Les amas de galaxies sont d’immenses structures cosmiques maintenues par la gravité, dont 15 % de la masse est généralement constituée de matière ordinaire (principalement sous forme de gaz chaud, d’étoiles et de planètes). Les 85 % restants sont composés de matière noire, une substance invisible influencée par la gravité. Lors de la collision des amas MACS J0018.5+1626, les galaxies sont restées majoritairement intactes en raison de l’espace considérable qui les sépare.

Cependant, les réserves de gaz chaud situées entre ces galaxies sont entrées en collision. Par conséquent, la matière ordinaire, qui interagit également par le biais de l’électromagnétisme, a ralenti à mesure que les gaz se réchauffaient. En revanche, la matière noire, qui n’est pas soumise aux effets électromagnétiques, a continué à avancer.

Une invitation à rêver, prête à être portée.

Pour effectuer cette observation inédite, l’équipe a utilisé les données de plusieurs observatoires, dont l’observatoire submillimétrique Caltech, l’observatoire WM Keck, l’observatoire à rayons X Chandra de la NASA, le télescope spatial Hubble, l’observatoire spatial Herschel de l’Agence spatiale européenne et le télescope submillimétrique d’Atacama au Chili. Les résultats de l’analyse ont été publiés dans la revue Astrophysical Journal.

Une occasion en or de mesurer la vitesse de la matière noire et de la matière ordinaire

Ce n’est pas la première fois qu’un tel découplage entre matière noire et matière ordinaire est observé. Un phénomène similaire a été détecté dans le Bullet Cluster, où deux amas de galaxies se sont traversés. Lors de cette fusion, la matière ordinaire avait pris du retard sur la matière noire. Dans le cas de MACS J0018.5+1626, une observation similaire a été faite, mais avec une orientation de fusion tournée d’environ 90° par rapport à celle du Bullet Cluster.

« Pensez à une collision massive entre plusieurs camions à benne basculante transportant du sable. La matière noire est comme le sable et vole devant », a déclaré Emily Silich, astronome à Caltech et au Centre d’astrophysique de Harvard & Smithsonian. Cette orientation particulière dans MACS J0018.5+1626 a donné aux chercheurs une occasion unique de cartographier pour la première fois la vitesse de la matière noire et de la matière ordinaire.

« Avec le Bullet Cluster, c’était comme si nous étions assis dans une tribune en train de regarder une course automobile », a expliqué Jack Sayers. « Ici, c’est plutôt comme si nous étions en ligne droite avec un pistolet radar, debout devant une voiture qui vient vers nous, capables d’obtenir sa vitesse », a-t-il ajouté.

Pour mesurer la vitesse du gaz présent dans l’amas, Sayers et ses collègues ont utilisé une méthode d’observation connue sous le nom d’effet cinétique Sunyaev-Zel’dovich (SZ).

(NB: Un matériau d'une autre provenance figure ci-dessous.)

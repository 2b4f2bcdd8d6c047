use deckcast_core::{command::PipelineConfig, speech::parse_voice};
use std::net::SocketAddr;
use std::path::PathBuf;
use std::time::Duration;
use tracing::Level;

/// A custom error type for configuration loading failures.
#[derive(Debug, thiserror::Error)]
pub enum ConfigError {
    #[error("Missing environment variable: {0}")]
    MissingVar(String),
    #[error("Invalid value for environment variable {0}: {1}")]
    InvalidValue(String, String),
}

/// Defines the supported OpenAI-compatible backends for the chat model.
#[derive(Clone, Debug, PartialEq, Eq)]
pub enum Provider {
    OpenAI,
    Gemini,
}

impl Provider {
    /// Base URL of the provider's OpenAI-compatible API.
    pub fn api_base(&self) -> &'static str {
        match self {
            Provider::OpenAI => "https://api.openai.com/v1/",
            Provider::Gemini => "https://generativelanguage.googleapis.com/v1beta/openai",
        }
    }
}

/// Holds all configuration loaded from the environment at startup.
#[derive(Clone, Debug)]
pub struct Config {
    pub bind_address: SocketAddr,
    pub provider: Provider,
    /// Always required: speech synthesis goes through OpenAI.
    pub openai_api_key: String,
    pub gemini_api_key: Option<String>,
    pub chat_model: String,
    pub tts_model: String,
    pub tts_voice: String,
    /// Where narration URLs point; defaults to this service's own speech route.
    pub tts_endpoint: String,
    pub settle_delay: Duration,
    pub narration_timeout: Option<Duration>,
    pub log_level: Level,
    pub prompts_path: PathBuf,
}

fn parse_u64(var: &str, default: u64) -> Result<u64, ConfigError> {
    match std::env::var(var) {
        Ok(raw) => raw
            .parse::<u64>()
            .map_err(|e| ConfigError::InvalidValue(var.to_string(), e.to_string())),
        Err(_) => Ok(default),
    }
}

impl Config {
    /// Loads configuration from environment variables.
    pub fn from_env() -> Result<Self, ConfigError> {
        // Only load from .env in non-test mode to avoid contamination
        if !cfg!(test) {
            dotenvy::dotenv().ok();
        }

        let bind_address_str =
            std::env::var("BIND_ADDRESS").unwrap_or_else(|_| "0.0.0.0:3000".to_string());
        let bind_address = bind_address_str
            .parse::<SocketAddr>()
            .map_err(|e| ConfigError::InvalidValue("BIND_ADDRESS".to_string(), e.to_string()))?;

        let provider_str =
            std::env::var("CHAT_PROVIDER").unwrap_or_else(|_| "openai".to_string());
        let provider = match provider_str.to_lowercase().as_str() {
            "gemini" => Provider::Gemini,
            _ => Provider::OpenAI,
        };

        let openai_api_key = std::env::var("OPENAI_API_KEY")
            .map_err(|_| ConfigError::MissingVar("OPENAI_API_KEY".to_string()))?;
        let gemini_api_key = std::env::var("GEMINI_API_KEY").ok();
        if provider == Provider::Gemini && gemini_api_key.is_none() {
            return Err(ConfigError::MissingVar(
                "GEMINI_API_KEY must be set for 'gemini' provider".to_string(),
            ));
        }

        let chat_model = std::env::var("CHAT_MODEL").unwrap_or_else(|_| "gpt-4o".to_string());
        let tts_model = std::env::var("TTS_MODEL").unwrap_or_else(|_| "tts-1".to_string());
        let tts_voice = std::env::var("TTS_VOICE").unwrap_or_else(|_| "alloy".to_string());
        if parse_voice(&tts_voice).is_none() {
            return Err(ConfigError::InvalidValue(
                "TTS_VOICE".to_string(),
                format!("'{}' is not a known voice", tts_voice),
            ));
        }
        let tts_endpoint =
            std::env::var("TTS_ENDPOINT").unwrap_or_else(|_| "/api/tts".to_string());

        let settle_delay = Duration::from_millis(parse_u64("SETTLE_DELAY_MS", 500)?);
        let narration_timeout = match parse_u64("NARRATION_TIMEOUT_SECS", 120)? {
            0 => None,
            secs => Some(Duration::from_secs(secs)),
        };

        let log_level_str = std::env::var("RUST_LOG").unwrap_or_else(|_| "INFO".to_string());
        let log_level = log_level_str.parse::<Level>().map_err(|_| {
            ConfigError::InvalidValue(
                "RUST_LOG".to_string(),
                format!("'{}' is not a valid log level", log_level_str),
            )
        })?;

        let prompts_path = std::env::var("PROMPTS_PATH")
            .map(PathBuf::from)
            .unwrap_or_else(|_| PathBuf::from("./prompts"));

        Ok(Self {
            bind_address,
            provider,
            openai_api_key,
            gemini_api_key,
            chat_model,
            tts_model,
            tts_voice,
            tts_endpoint,
            settle_delay,
            narration_timeout,
            log_level,
            prompts_path,
        })
    }

    /// API key for the configured chat provider.
    pub fn chat_api_key(&self) -> &str {
        match self.provider {
            Provider::OpenAI => &self.openai_api_key,
            Provider::Gemini => self.gemini_api_key.as_deref().unwrap_or_default(),
        }
    }

    pub fn pipeline_config(&self) -> PipelineConfig {
        PipelineConfig {
            settle_delay: self.settle_delay,
            narration_timeout: self.narration_timeout,
        }
    }
}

Lorsque les photons du fond diffus cosmologique (CMB) diffusent des électrons dans un gaz chaud, l’effet SZ se produit, entraînant un décalage Doppler. En mesurant ce changement de luminosité, les scientifiques ont pu déterminer la vitesse des nuages de gaz dans les amas de galaxies.

« Les effets Sunyaev-Zeldovich étaient encore un outil d’observation très récent lorsque nous avons allumé pour la première fois une nouvelle caméra au CSO pointée sur les amas de galaxies en 2006 », a déclaré Sunil Golwala. « Nous attendons avec impatience une multitude de nouvelles surprises lorsque nous installerons des instruments de nouvelle génération sur le télescope dans son nouveau siège au Chili », a ajouté le professeur.

L’équipe a effectué la première détection observationnelle de l’effet cinétique SZ il y a 11 ans, avec un amas de galaxies nommé MACS J0717. En 2019, l’effet cinétique SZ a de nouveau été utilisé pour mesurer la vitesse du gaz dans plusieurs amas de galaxies. Les chercheurs ont également exploité les données de l’observatoire Keck pour déterminer la vitesse des galaxies, indiquant par la même occasion celle de la matière noire.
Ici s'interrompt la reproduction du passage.